今回は、こうした詞の現在を、検索クエリの数という客観的なデータを基に考察してみたい。

デジタルワールドの現在

“モバイル、クラウド、ソーシャル、インフォメーション(ビッグ・データ)という4つの力の結節(Nexus of Forces)を土台にして、新しいデジタル中心型の世界が到来する”―ガートナーではこれを、「デジタルワールド」と呼んでいる。しかし、それらの時代が現実のものとなっているかはテーマによってバラつきがあると思われる。
 
これを、今回はGoogleトレンドを使って、過去数年間で一般的にどこまでネットユーザーの興味を集めているのかを検証してみた(下記のX軸の単位は相対値)。尚、筆者の個人的な興味で「モバイル」「クラウド」「ソーシャル」「ビッグ・データ」に「スマートフォン」を追加してみた。日本では「モバイル」よりも「スマートフォン(またはスマートデバイス)」といった呼称が一般的だろう、という仮説からだ。

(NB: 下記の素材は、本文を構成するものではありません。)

//! Configuration types for the Shopify GraphQL proxy.
//!
//! This module resolves the proxy's immutable configuration once at startup.
//! The resolved [`ProxyConfig`] is then passed explicitly to every operation;
//! nothing downstream reads the environment.
//!
//! # Overview
//!
//! - [`ProxyConfig`]: shop domain, access token, API version, required scopes
//! - [`ProxyConfigBuilder`]: programmatic construction with validation
//! - [`Environment`]: the source configuration is resolved from
//! - [`ShopDomain`], [`AccessToken`], [`SharedSecret`], [`HostUrl`]: validated newtypes
//! - [`ApiVersion`]: the Admin API version to target
//!
//! # Example
//!
//! ```rust
//! use shopify_graphql_proxy::config::{MapEnvironment, ProxyConfig};
//!
//! let env = MapEnvironment::from([
//!     ("SHOPIFY_SHOP_DOMAIN", "demo.myshop.test"),
//!     ("SHOPIFY_ACCESS_TOKEN", "shpat_123"),
//!     ("SHOPIFY_REQUIRED_SCOPES", "read_orders,read_products"),
//! ]);
//!
//! let config = ProxyConfig::resolve(&env).unwrap();
//! assert_eq!(config.shop().as_ref(), "demo.myshop.test");
//! assert_eq!(config.required_scopes().as_slice(), ["read_orders", "read_products"]);
//! ```

pub mod env;
mod newtypes;
mod version;

pub use env::{Environment, MapEnvironment, SystemEnvironment};
pub use newtypes::{AccessToken, HostUrl, SharedSecret, ShopDomain};
pub use version::ApiVersion;

use crate::auth::RequiredScopes;
use crate::error::ConfigError;

/// Resolved configuration for talking to one shop.
///
/// # Thread Safety
///
/// `ProxyConfig` is `Clone`, `Send`, and `Sync`; the HTTP adapter shares one
/// instance read-only across all requests.
#[derive(Clone, Debug)]
pub struct ProxyConfig {
    shop: ShopDomain,
    access_token: AccessToken,
    api_version: ApiVersion,
    required_scopes: RequiredScopes,
    api_host: Option<HostUrl>,
    user_agent_prefix: Option<String>,
}

impl ProxyConfig {
    /// Creates a new builder for constructing a `ProxyConfig`.
    #[must_use]
    pub fn builder() -> ProxyConfigBuilder {
        ProxyConfigBuilder::new()
    }

    /// Resolves the configuration from `source`.
    ///
    /// Blank values are treated as unset. Optional values fall back to their
    /// defaults: the latest API version and [`RequiredScopes::DEFAULT`].
    ///
    /// # Errors
    ///
    /// Returns [`ConfigError::MissingConfiguration`] naming the environment
    /// variable when the shop domain or access token is absent,
    /// [`ConfigError::EmptyRequiredScopes`] when the scope list is only
    /// separators, or one of the `Invalid*` variants when a value cannot be
    /// parsed.
    pub fn resolve(source: &dyn Environment) -> Result<Self, ConfigError> {
        let shop = source
            .get_non_empty(env::SHOPIFY_SHOP_DOMAIN)
            .ok_or(ConfigError::MissingConfiguration {
                field: env::SHOPIFY_SHOP_DOMAIN,
            })?;
        let access_token = source
            .get_non_empty(env::SHOPIFY_ACCESS_TOKEN)
            .ok_or(ConfigError::MissingConfiguration {
                field: env::SHOPIFY_ACCESS_TOKEN,
            })?;

        let mut builder = Self::builder()
            .shop(ShopDomain::new(shop)?)
            .access_token(AccessToken::new(access_token)?);

        if let Some(version) = source.get_non_empty(env::SHOPIFY_API_VERSION) {
            builder = builder.api_version(version.parse()?);
        }
        if let Some(value) = source.get_non_empty(env::SHOPIFY_REQUIRED_SCOPES) {
            let scopes: RequiredScopes = value.parse().unwrap_or_default();
            if scopes.is_empty() {
                return Err(ConfigError::EmptyRequiredScopes { value });
            }
            builder = builder.required_scopes(scopes);
        }
        if let Some(host) = source.get_non_empty(env::SHOPIFY_API_HOST) {
            builder = builder.api_host(HostUrl::new(host)?);
        }
        if let Some(prefix) = source.get_non_empty(env::SHOPIFY_USER_AGENT_PREFIX) {
            builder = builder.user_agent_prefix(prefix);
        }

        let config = builder.build()?;

        if config.api_version.is_deprecated() {
            tracing::warn!(
                "API version {} is outside the supported window (oldest supported: {})",
                config.api_version,
                ApiVersion::minimum_supported()
            );
        }

        Ok(config)
    }

    /// Returns the shop domain.
    #[must_use]
    pub const fn shop(&self) -> &ShopDomain {
        &self.shop
    }

    /// Returns the access token.
    #[must_use]
    pub const fn access_token(&self) -> &AccessToken {
        &self.access_token
    }

    /// Returns the API version.
    #[must_use]
    pub const fn api_version(&self) -> &ApiVersion {
        &self.api_version
    }

    /// Returns the scopes that must be granted before a query is forwarded.
    #[must_use]
    pub const fn required_scopes(&self) -> &RequiredScopes {
        &self.required_scopes
    }

    /// Returns the base URL override, if configured.
    #[must_use]
    pub const fn api_host(&self) -> Option<&HostUrl> {
        self.api_host.as_ref()
    }

    /// Returns the user agent prefix, if configured.
    #[must_use]
    pub fn user_agent_prefix(&self) -> Option<&str> {
        self.user_agent_prefix.as_deref()
    }
}

// Verify ProxyConfig is Send + Sync at compile time
const _: fn() = || {
    const fn assert_send_sync<T: Send + Sync>() {}
    assert_send_sync::<ProxyConfig>();
};

/// Builder for constructing [`ProxyConfig`] instances.
///
/// Required fields are `shop` and `access_token`.
///
/// # Defaults
///
/// - `api_version`: [`ApiVersion::latest`]
/// - `required_scopes`: [`RequiredScopes::DEFAULT`]
/// - `api_host`: `None`
/// - `user_agent_prefix`: `None`
#[derive(Debug, Default)]
pub struct ProxyConfigBuilder {
    shop: Option<ShopDomain>,
    access_token: Option<AccessToken>,
    api_version: Option<ApiVersion>,
    required_scopes: Option<RequiredScopes>,
    api_host: Option<HostUrl>,
    user_agent_prefix: Option<String>,
}

impl ProxyConfigBuilder {
    /// Creates a new builder with default values.
    #[must_use]
    pub fn new() -> Self {
        Self::default()
    }

    /// Sets the shop domain (required).
    #[must_use]
    pub fn shop(mut self, shop: ShopDomain) -> Self {
        self.shop = Some(shop);
        self
    }

    /// Sets the access token (required).
    #[must_use]
    pub fn access_token(mut self, token: AccessToken) -> Self {
        self.access_token = Some(token);
        self
    }

    /// Sets the API version.
    #[must_use]
    pub fn api_version(mut self, version: ApiVersion) -> Self {
        self.api_version = Some(version);
        self
    }

    /// Sets the required scopes.
    #[must_use]
    pub fn required_scopes(mut self, scopes: RequiredScopes) -> Self {
        self.required_scopes = Some(scopes);
        self
    }

    /// Routes platform calls to `host` instead of `https://<shop>`.
    #[must_use]
    pub fn api_host(mut self, host: HostUrl) -> Self {
        self.api_host = Some(host);
        self
    }

    /// Sets the user agent prefix for outbound requests.
    #[must_use]
    pub fn user_agent_prefix(mut self, prefix: impl Into<String>) -> Self {
        self.user_agent_prefix = Some(prefix.into());
        self
    }

    /// Builds the [`ProxyConfig`], validating that required fields are set.
    ///
    /// # Errors
    ///
    /// Returns [`ConfigError::MissingConfiguration`] if `shop` or
    /// `access_token` is not set.
    pub fn build(self) -> Result<ProxyConfig, ConfigError> {
        let shop = self.shop.ok_or(ConfigError::MissingConfiguration {
            field: env::SHOPIFY_SHOP_DOMAIN,
        })?;
        let access_token = self
            .access_token
            .ok_or(ConfigError::MissingConfiguration {
                field: env::SHOPIFY_ACCESS_TOKEN,
            })?;

        let required_scopes = self
            .required_scopes
            .unwrap_or_else(|| RequiredScopes::DEFAULT.parse().unwrap_or_default());

        Ok(ProxyConfig {
            shop,
            access_token,
            api_version: self.api_version.unwrap_or_else(ApiVersion::latest),
            required_scopes,
            api_host: self.api_host,
            user_agent_prefix: self.user_agent_prefix,
        })
    }
}

#[cfg(test)]
mod tests {
    use super::*;

    fn base_env() -> MapEnvironment {
        MapEnvironment::from([
            (env::SHOPIFY_SHOP_DOMAIN, "demo.myshop.test"),
            (env::SHOPIFY_ACCESS_TOKEN, "shpat_test"),
        ])
    }

    #[test]
    fn test_builder_requires_shop() {
        let result = ProxyConfigBuilder::new()
            .access_token(AccessToken::new("token").unwrap())
            .build();

        assert!(matches!(
            result,
            Err(ConfigError::MissingConfiguration {
                field: "SHOPIFY_SHOP_DOMAIN"
            })
        ));
    }

    #[test]
    fn test_builder_requires_access_token() {
        let result = ProxyConfigBuilder::new()
            .shop(ShopDomain::new("my-store").unwrap())
            .build();

        assert!(matches!(
            result,
            Err(ConfigError::MissingConfiguration {
                field: "SHOPIFY_ACCESS_TOKEN"
            })
        ));
    }

    #[test]
    fn test_builder_provides_defaults() {
        let config = ProxyConfig::builder()
            .shop(ShopDomain::new("my-store").unwrap())
            .access_token(AccessToken::new("token").unwrap())
            .build()
            .unwrap();

        assert_eq!(config.api_version(), &ApiVersion::latest());
        assert_eq!(
            config.required_scopes().as_slice(),
            ["read_products", "read_orders"]
        );
        assert!(config.api_host().is_none());
        assert!(config.user_agent_prefix().is_none());
    }

    #[test]
    fn test_resolve_reads_all_values() {
        let mut env = base_env();
        env.set(env::SHOPIFY_API_VERSION, "2025-10");
        env.set(env::SHOPIFY_REQUIRED_SCOPES, "read_orders, read_products");
        env.set(env::SHOPIFY_API_HOST, "http://localhost:4000");
        env.set(env::SHOPIFY_USER_AGENT_PREFIX, "workflow/2");

        let config = ProxyConfig::resolve(&env).unwrap();

        assert_eq!(config.shop().as_ref(), "demo.myshop.test");
        assert_eq!(config.access_token().as_ref(), "shpat_test");
        assert_eq!(config.api_version(), &ApiVersion::V2025_10);
        assert_eq!(
            config.required_scopes().as_slice(),
            ["read_orders", "read_products"]
        );
        assert_eq!(config.api_host().unwrap().origin(), "http://localhost:4000");
        assert_eq!(config.user_agent_prefix(), Some("workflow/2"));
    }

    #[test]
    fn test_resolve_fails_on_missing_shop() {
        let env = MapEnvironment::from([(env::SHOPIFY_ACCESS_TOKEN, "shpat_test")]);
        let error = ProxyConfig::resolve(&env).unwrap_err();
        assert_eq!(
            error,
            ConfigError::MissingConfiguration {
                field: "SHOPIFY_SHOP_DOMAIN"
            }
        );
    }

    #[test]
    fn test_resolve_treats_blank_token_as_missing() {
        let mut env = base_env();
        env.set(env::SHOPIFY_ACCESS_TOKEN, "   ");
        let error = ProxyConfig::resolve(&env).unwrap_err();
        assert_eq!(
            error,
            ConfigError::MissingConfiguration {
                field: "SHOPIFY_ACCESS_TOKEN"
            }
        );
    }

    #[test]
    fn test_resolve_uses_defaults_for_blank_optionals() {
        let mut env = base_env();
        env.set(env::SHOPIFY_API_VERSION, "");
        env.set(env::SHOPIFY_REQUIRED_SCOPES, "  ");

        let config = ProxyConfig::resolve(&env).unwrap();
        assert_eq!(config.api_version(), &ApiVersion::latest());
        assert_eq!(
            config.required_scopes().as_slice(),
            ["read_products", "read_orders"]
        );
    }

    #[test]
    fn test_resolve_rejects_separator_only_scopes() {
        let mut env = base_env();
        env.set(env::SHOPIFY_REQUIRED_SCOPES, ",");
        assert!(matches!(
            ProxyConfig::resolve(&env),
            Err(ConfigError::EmptyRequiredScopes { .. })
        ));
    }

    #[test]
    fn test_resolve_rejects_invalid_version() {
        let mut env = base_env();
        env.set(env::SHOPIFY_API_VERSION, "latest");
        assert!(matches!(
            ProxyConfig::resolve(&env),
            Err(ConfigError::InvalidApiVersion { .. })
        ));
    }

    #[test]
    fn test_config_debug_does_not_leak_token() {
        let config = ProxyConfig::resolve(&base_env()).unwrap();
        let debug_str = format!("{config:?}");
        assert!(debug_str.contains("ProxyConfig"));
        assert!(!debug_str.contains("shpat_test"));
    }
}
//! Scope validation against the platform's access scope endpoint.
//!
//! The [`ScopeValidator`] asks Shopify which scopes the configured access
//! token holds and reports which of the required scopes are missing.
//!
//! # Special OAuth Endpoint
//!
//! Access scopes live at `/admin/oauth/access_scopes.json`, outside the
//! versioned `/admin/api/{version}/` prefix:
//!
//! ```json
//! { "access_scopes": [ { "handle": "read_products" }, { "handle": "read_orders" } ] }
//! ```

use serde::Deserialize;

use crate::auth::{GrantedScopes, RequiredScopes};
use crate::clients::{HttpClient, HttpError, HttpMethod, HttpRequest};
use crate::config::ProxyConfig;

/// Base path of the access scope endpoint.
pub const ACCESS_SCOPES_BASE_PATH: &str = "/admin/oauth";

/// An OAuth access scope associated with an access token.
#[derive(Debug, Clone, Deserialize, Default, PartialEq, Eq)]
pub struct AccessScope {
    /// The scope identifier (e.g., "read_products", "write_orders").
    #[serde(default)]
    pub handle: Option<String>,
}

#[derive(Debug, Deserialize)]
struct AccessScopesResponse {
    #[serde(default)]
    access_scopes: Vec<AccessScope>,
}

/// Checks the configured access token's granted scopes.
///
/// Every call issues a fresh request; granted scopes are never cached.
///
/// # Example
///
/// ```rust,ignore
/// use shopify_graphql_proxy::auth::ScopeValidator;
///
/// let validator = ScopeValidator::new(&config)?;
/// let missing = validator.missing_scopes(config.required_scopes()).await?;
/// if !missing.is_empty() {
///     eprintln!("Missing scopes: {}", missing.join(", "));
/// }
/// ```
#[derive(Debug, Clone)]
pub struct ScopeValidator {
    http_client: HttpClient,
}

impl ScopeValidator {
    /// Creates a validator with its own connection pool.
    ///
    /// # Errors
    ///
    /// Returns [`HttpError::Network`] if the HTTP client cannot be built.
    pub fn new(config: &ProxyConfig) -> Result<Self, HttpError> {
        Ok(Self {
            http_client: HttpClient::new(ACCESS_SCOPES_BASE_PATH, config)?,
        })
    }

    /// Creates a validator that shares `client`'s connection pool.
    #[must_use]
    pub fn with_client(client: reqwest::Client, config: &ProxyConfig) -> Self {
        Self {
            http_client: HttpClient::with_client(client, ACCESS_SCOPES_BASE_PATH, config),
        }
    }

    /// Fetches the scopes granted to the configured access token.
    ///
    /// # Errors
    ///
    /// Returns [`HttpError`] if the call fails, the platform answers with a
    /// non-2xx status, or the body is not a scope list.
    pub async fn granted_scopes(&self) -> Result<GrantedScopes, HttpError> {
        let request = HttpRequest::builder(HttpMethod::Get, "access_scopes.json").build()?;
        let response = self.http_client.request(request).await?;

        let parsed: AccessScopesResponse = if response.body.is_null() {
            AccessScopesResponse {
                access_scopes: Vec::new(),
            }
        } else {
            serde_json::from_value(response.body.clone()).map_err(|_| HttpError::InvalidBody {
                code: response.code,
                message: response.body.to_string(),
            })?
        };

        Ok(parsed
            .access_scopes
            .into_iter()
            .filter_map(|scope| scope.handle)
            .collect())
    }

    /// Returns the required scopes the access token does not hold.
    ///
    /// The result keeps the order of `required`; an empty result is success.
    ///
    /// # Errors
    ///
    /// Returns [`HttpError`] if the granted scopes cannot be fetched.
    pub async fn missing_scopes(
        &self,
        required: &RequiredScopes,
    ) -> Result<Vec<String>, HttpError> {
        let granted = self.granted_scopes().await?;
        let missing = required.missing_from(&granted);

        tracing::debug!(
            granted = granted.len(),
            required = required.as_slice().len(),
            missing = missing.len(),
            "Checked access scopes"
        );

        Ok(missing)
    }
}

これからは『クラウド』、『ソーシャル』、『ビッグデータ』?

使われる単語として、これらの詞がしばしば聞かれるようになるだろうことをGoogleトレンドは示している。一方、『モバイル』『スマートフォン』といった携帯デバイスの単語は、検索クエリのボリュームとしては下降トレンドを示した。
 
これらの単語についてガートナーは、ビッグ・データは典型的な「過度な期待」、クラウド・コンピューティングは「幻滅期」に入り、ソーシャル・ソフトウェアは、「過度な期待」のピーク期を過ぎ、「幻滅期」に。そして、モバイル・コンピューティングは「過度な期待」のピーク期にあると考察している。
 
たしかに、最近のバズワードと云えば?(2013年11月時点)と誰かに聞かれれば、「ビッグ・データ」「データ・サイエンティスト」と答える人も少なくないだろう。一方で、ロールモデルとなる様な事例が流通・小売の業界に集中している関係上、他業種の企業では、さほど自分事として捉える様なところは多くないのではないだろうか。さらに、個人情報保護・コンプライアンスの切り口から見ても、こうした「ビッグ・データ」をマーケティングに取り入れようとする動きをポジティブに見れない担当者がいるだろうことは想像できる。
 
今後、「ビッグ・データ」を扱う(とされる)「データ・サイエンティスト」と呼ばれる人材が、いかに企業経営に貢献し、いかに市民権を勝ち得ていくか。そして、どこまでその意義を世の中に知らしめて行けるか。その道程は、何大抵のものではないだろう。

直近では「幻滅期」に入ったテクノロジの今後に期待

因みに、筆者としては「幻滅期」に入った「クラウド」「ソーシャル」に期待したい。特に、クラウド・コンピューティングの適切な利活用が企業経営における一般常識となってゆけば、この国の経営における投資対効率は向上し、より良い市場を作っていけることだろう。